A Rare Case of Schwannoma presenting as bilateral intraoccular masses

Introduction: Schwannoma is a benign, encapsulated tumor, arise from proliferating Schwann cells, and contain 8% to 10% of all primary intracranial tumors. Primary intraorbital schwannomas are rare, and about 47 cases have been reported till days based on review of literatures. In the eye, although schwannoma is a rare, but is agreat, simulator of the most common primary intraocular tumor, such as malignant melanoma so differentiation is needed from other intraocular tumors clinically and histopathologically. Case presentation: We report another case of schwannoma presenting as bilateral intraocular mass in a 28 years old woman, who presented with chief complain of pain, bilateral visual loss and initial diagnosis of chronic congenital glaucoma.
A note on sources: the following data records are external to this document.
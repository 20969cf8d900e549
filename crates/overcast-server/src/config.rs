//! Hub configuration.

use std::time::Duration;

use overcast_settings::HubSettings;
use serde::{Deserialize, Serialize};

/// Configuration for the broadcast hub.
#[derive(Clone, Debug, Serialize, Deserialize)]
pub struct HubConfig {
    /// Host to bind (default `"127.0.0.1"`).
    pub host: String,
    /// Port to bind (`0` auto-assigns).
    pub port: u16,
    /// Heartbeat interval in seconds.
    pub heartbeat_interval_secs: u64,
    /// Disconnect a client silent for longer than this many seconds.
    pub heartbeat_timeout_secs: u64,
    /// Bounded outbound queue per connection.
    pub send_queue_capacity: usize,
    /// Total drops after which a slow client is disconnected.
    pub max_dropped_messages: u64,
}

impl Default for HubConfig {
    fn default() -> Self {
        Self::from(&HubSettings::default())
    }
}

impl From<&HubSettings> for HubConfig {
    fn from(s: &HubSettings) -> Self {
        Self {
            host: s.host.clone(),
            port: s.port,
            heartbeat_interval_secs: s.heartbeat_interval_secs,
            heartbeat_timeout_secs: s.heartbeat_timeout_secs,
            send_queue_capacity: s.send_queue_capacity,
            max_dropped_messages: s.max_dropped_messages,
        }
    }
}

impl HubConfig {
    /// `host:port` bind string.
    pub fn bind_addr(&self) -> String {
        format!("{}:{}", self.host, self.port)
    }

    pub(crate) fn heartbeat_interval(&self) -> Duration {
        Duration::from_secs(self.heartbeat_interval_secs.max(1))
    }

    pub(crate) fn heartbeat_timeout(&self) -> Duration {
        Duration::from_secs(self.heartbeat_timeout_secs.max(1))
    }
}
//! Trigger policy: game event + mode → scene switch.

use std::fmt;

use overcast_settings::{AutomationSettings, TriggerMode};

/// Telemetry channel carrying match lifecycle events.
pub const GAME_CHANNEL: &str = "game";

/// A game event the relay reacts to.
#[derive(Clone, Copy, Debug, PartialEq, Eq, Hash)]
pub enum Trigger {
    /// `game:pre_countdown_begin`
    MatchStart,
    /// `game:match_ended`
    MatchEnd,
}

impl Trigger {
    /// Every trigger, in subscription order.
    pub const ALL: [Self; 2] = [Self::MatchStart, Self::MatchEnd];

    /// Telemetry channel.
    pub fn channel(self) -> &'static str {
        match self {
            Self::MatchStart | Self::MatchEnd => GAME_CHANNEL,
        }
    }

    /// Telemetry event name.
    pub fn event(self) -> &'static str {
        match self {
            Self::MatchStart => "pre_countdown_begin",
            Self::MatchEnd => "match_ended",
        }
    }

    /// Whether `mode` lets this trigger through.
    pub fn enabled_in(self, mode: TriggerMode) -> bool {
        match self {
            Self::MatchStart => mode != TriggerMode::EndgameOnly,
            Self::MatchEnd => mode != TriggerMode::MatchStartOnly,
        }
    }
}

impl fmt::Display for Trigger {
    fn fmt(&self, f: &mut fmt::Formatter<'_>) -> fmt::Result {
        write!(f, "{}:{}", self.channel(), self.event())
    }
}

/// Requests to issue for one trigger.
#[derive(Clone, Debug, PartialEq, Eq)]
pub struct SceneSwitch {
    /// Program scene to show.
    pub scene: String,
    /// Transition to select first; `None` keeps the current one.
    pub transition: Option<String>,
}

/// The switch `trigger` calls for, or `None` when the mode filters it out or
/// no scene is configured for it.
pub fn plan(trigger: Trigger, settings: &AutomationSettings) -> Option<SceneSwitch> {
    if !trigger.enabled_in(settings.mode) {
        return None;
    }
    let (scene, transition) = match trigger {
        Trigger::MatchStart => (&settings.live_scene, &settings.live_transition),
        Trigger::MatchEnd => (&settings.endgame_scene, &settings.endgame_transition),
    };
    let scene = scene.trim();
    if scene.is_empty() {
        return None;
    }
    let transition = transition.trim();
    Some(SceneSwitch {
        scene: scene.to_owned(),
        transition: (!transition.is_empty()).then(|| transition.to_owned()),
    })
}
She underwent bilateral sequential enucleation,and cut surfaces of the resected specimens revealed ovoid firm amelanotic tumors which composed of spindle cells with mild pleomorphism, elongated nuclei, inconspicuous nucleoli and long fibrillary eosinophilic cytoplasmic processes predominantly arranged in fascicular pattern with diffuse immunoreactivity for s100 protein and GFAP in IHC study. Conclusion:This case indicates that Schwannoma is a rare intraocular neoplasm, which is benign but should be differentiate from other intraocular neoplasms especially malignant melanoma.